Russia hopes to make conservation history again as Prime Minister Vladimir Putin welcomes delegates to the first ever International Tiger Summit. For four days this week, starting Sunday, leaders from the 13 "Tiger Range" countries (Bangladesh, Bhutan, Cambodia, China, India, Indonesia, Laos, Malaysia, Myanmar, Nepal, Russia, Thailand and Vietnam) are convening with prominent scientists, conservationists and even bankers. Their objective? Nothing less than to save the tiger from extinction. Attending leaders are expected to sign the St. Petersburg Declaration, a stated goal of which is "To strive to double the number of wild tigers across their range by 2022" (the next Year of the Tiger). Russia has reportedly comitted $44 million to fund this effort over the next five years, and the World Bank has allocated $350 million.
A giant canary
The need could not be more real, or more urgent: in our lifetime, Panthera tigris, one of our planet's most successful, charismatic and wide-ranging predators, has become one of its most threatened. Due to the combined pressures of commercial poaching for skins, bone and organs used in folk remedies, and habitat loss due to logging and human encroachment, Asia has been hemorrhaging tigers for decades. As a result, this iconic species which once roamed from Indonesia to Siberia, and from the Caspian Sea to the Sea of Japan, has seen its population plummet by more than 95 per cent in the past century. Some of these losses are irreversible: of the nine recognized tiger subspecies, three have gone extinct, and several more number only in the low hundreds. Today, a mere 3,200 tigers are believed to remain in the wild, restricted now to small pockets of isolated habitat, scattered across the hinterlands of Asia.

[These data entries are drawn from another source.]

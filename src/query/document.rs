//! Document-Store Query Builder
//!
//! Translates a pagination request into a filter document, an ordered sort
//! specification and a projection, mirroring the relational builder's
//! semantics. Scalar values are opportunistically coerced to numeric or
//! timestamp types before matching, because document stores do not coerce
//! types the way SQL placeholders do.

use chrono::DateTime;
use serde_json::{json, Map, Value};

use crate::query::{Condition, FieldWhitelist, Filter, Pagination, Sort, SortOrder};

// == Document Query ==
/// Store-agnostic description of a paginated document query.
#[derive(Debug, Clone, PartialEq)]
pub struct DocumentQuery {
    /// Match document, e.g. `{"age": {"$gte": 30.0}}`
    pub filter: Value,
    /// Sort specification in request order: `1` ascending, `-1` descending
    pub sort: Vec<(String, i32)>,
    /// Included fields; empty means all
    pub projection: Vec<String>,
    pub limit: i64,
    pub skip: i64,
}

// == Build Document Query ==
/// Builds the filter/sort/projection documents for a document store.
///
/// Follows the same whitelist and malformed-clause policy as the
/// relational builder; the sort specification is an explicitly ordered
/// sequence so the output is deterministic. As with the relational
/// builder, a projection whose entries are all unknown comes back empty,
/// which document stores read as "all fields".
pub fn build_document_query(pagination: &Pagination, whitelist: &FieldWhitelist) -> DocumentQuery {
    DocumentQuery {
        filter: filter_document(&pagination.filters, whitelist),
        sort: sort_spec(&pagination.sort, whitelist),
        projection: pagination
            .fields
            .iter()
            .filter_map(|field| whitelist.get(field).cloned())
            .collect(),
        limit: i64::from(pagination.per_page),
        skip: pagination.offset(),
    }
}

// == Filter Document ==

fn filter_document(filters: &[Filter], whitelist: &FieldWhitelist) -> Value {
    let mut doc = Map::new();

    for filter in filters {
        let Some(field) = whitelist.get(&filter.key) else {
            continue;
        };

        let condition_doc = match filter.condition {
            Condition::Like => json!({ "$regex": filter.value, "$options": "i" }),
            Condition::In => {
                let values: Vec<&str> = filter.value.split(',').collect();
                if values.len() < 2 {
                    continue;
                }
                let coerced: Vec<Value> = values.into_iter().map(coerce).collect();
                json!({ "$in": coerced })
            }
            Condition::Between => {
                let bounds: Vec<&str> = filter.value.split(',').collect();
                if bounds.len() != 2 {
                    continue;
                }
                json!({ "$gte": coerce(bounds[0]), "$lte": coerce(bounds[1]) })
            }
            condition => {
                if filter.value.contains(',') {
                    continue;
                }
                json!({ (comparison_operator(condition)): coerce(&filter.value) })
            }
        };

        merge_field(&mut doc, field, condition_doc);
    }

    Value::Object(doc)
}

/// Merges a new condition object into the field's existing one, so
/// `age=18&age=gte&age=30&age=lte` matches both bounds instead of the
/// last one winning.
fn merge_field(doc: &mut Map<String, Value>, field: &str, condition: Value) {
    if let (Some(Value::Object(existing)), Value::Object(incoming)) =
        (doc.get_mut(field), &condition)
    {
        existing.extend(incoming.clone());
        return;
    }
    doc.insert(field.to_string(), condition);
}

fn comparison_operator(condition: Condition) -> &'static str {
    match condition {
        Condition::Neq => "$ne",
        Condition::Gt => "$gt",
        Condition::Gte => "$gte",
        Condition::Lt => "$lt",
        Condition::Lte => "$lte",
        // eq; the compound conditions are handled by the caller
        _ => "$eq",
    }
}

// == Sort Specification ==

fn sort_spec(sort: &[Sort], whitelist: &FieldWhitelist) -> Vec<(String, i32)> {
    sort.iter()
        .filter_map(|entry| {
            whitelist.get(&entry.field).map(|field| {
                let direction = match entry.order {
                    SortOrder::Asc => 1,
                    SortOrder::Desc => -1,
                };
                (field.clone(), direction)
            })
        })
        .collect()
}

// == Value Coercion ==

/// Opportunistically types a raw string: number first, then RFC3339
/// timestamp, else plain text.
fn coerce(raw: &str) -> Value {
    if let Ok(number) = raw.parse::<f64>() {
        if number.is_finite() {
            return json!(number);
        }
    }
    if let Ok(timestamp) = DateTime::parse_from_rfc3339(raw) {
        return json!({ "$date": timestamp.to_rfc3339() });
    }
    Value::String(raw.to_string())
}
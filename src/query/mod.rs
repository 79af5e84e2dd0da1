//! Query Module
//!
//! Pagination request parsing and injection-safe list-query builders for
//! relational and document stores.

mod document;
mod paginate;
mod sql;

#[cfg(test)]
mod property_tests;

// Re-export public types
pub use document::{build_document_query, DocumentQuery};
pub use paginate::{
    Condition, Filter, Paginated, Pagination, Sort, SortOrder, DEFAULT_PAGE, DEFAULT_PER_PAGE,
};
pub use sql::{build_count_query, build_query, SqlValue};

use std::collections::HashMap;

// == Field Whitelist ==
/// Mapping from logical filter/sort key to physical column/field name.
///
/// Supplied by the repository layer, never derived from request input.
/// This mapping is the sole injection defense for identifiers: values are
/// always bound as parameters, and only names found here are ever
/// concatenated into query text.
pub type FieldWhitelist = HashMap<String, String>;
pub mod human;

pub use human::HumanMode;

A useful way to understand the tiger in the 21st century is as a giant canary in the biological coal mine. In addition to being a national symbol, a corporate logo, and the most popular animal in the world, the tiger is a bellwether for what scientists are calling the Sixth Great Extinction: the massive, human-driven loss of species currently underway across the globe. As the apex predator in the Asian food chain, the tiger's presence is proof that the pyramid of life supporting it -- forests, rivers and prey -- are present and healthy, too. When the tigers go, their prey and habitat are soon to follow. Northeast China, once prime tiger habitat, offers a sobering example. With the exception of its remote borderlands, Manchuria is now a stark and dusty place, virtually treeless and devoid of wild things. Across this desolate and polluted 'anthroscape', a steadily growing population of humans toils to wrest a living from ever more depleted soil. Lev Kaplanov knew this region when it had tigers in it, but he wouldn't recognize it now -- and neither would a tiger.
In human hands
If the tiger is allowed to go extinct in the wild (and 'allow' is the operative word here), it will represent the first time in 10,000 years that such a large predator has disappeared from our collective landscape. The last one to do so was the American lion (Panthera leo atrox), which went extinct at the end of the Pleistocene. Kaplanov envisioned the same fate for the tiger and, 70 years on, his words have lost none of their urgency: "Forbid the killing and capture of tigers throughout the entire Far East...," he wrote in 1941. "For having once destroyed the tiger, we cannot resurrect it at any price."
This is what is at stake in St. Petersburg this weekend, and one can only hope that Kaplanov's successors will speak -- and act -- with the same conviction he did.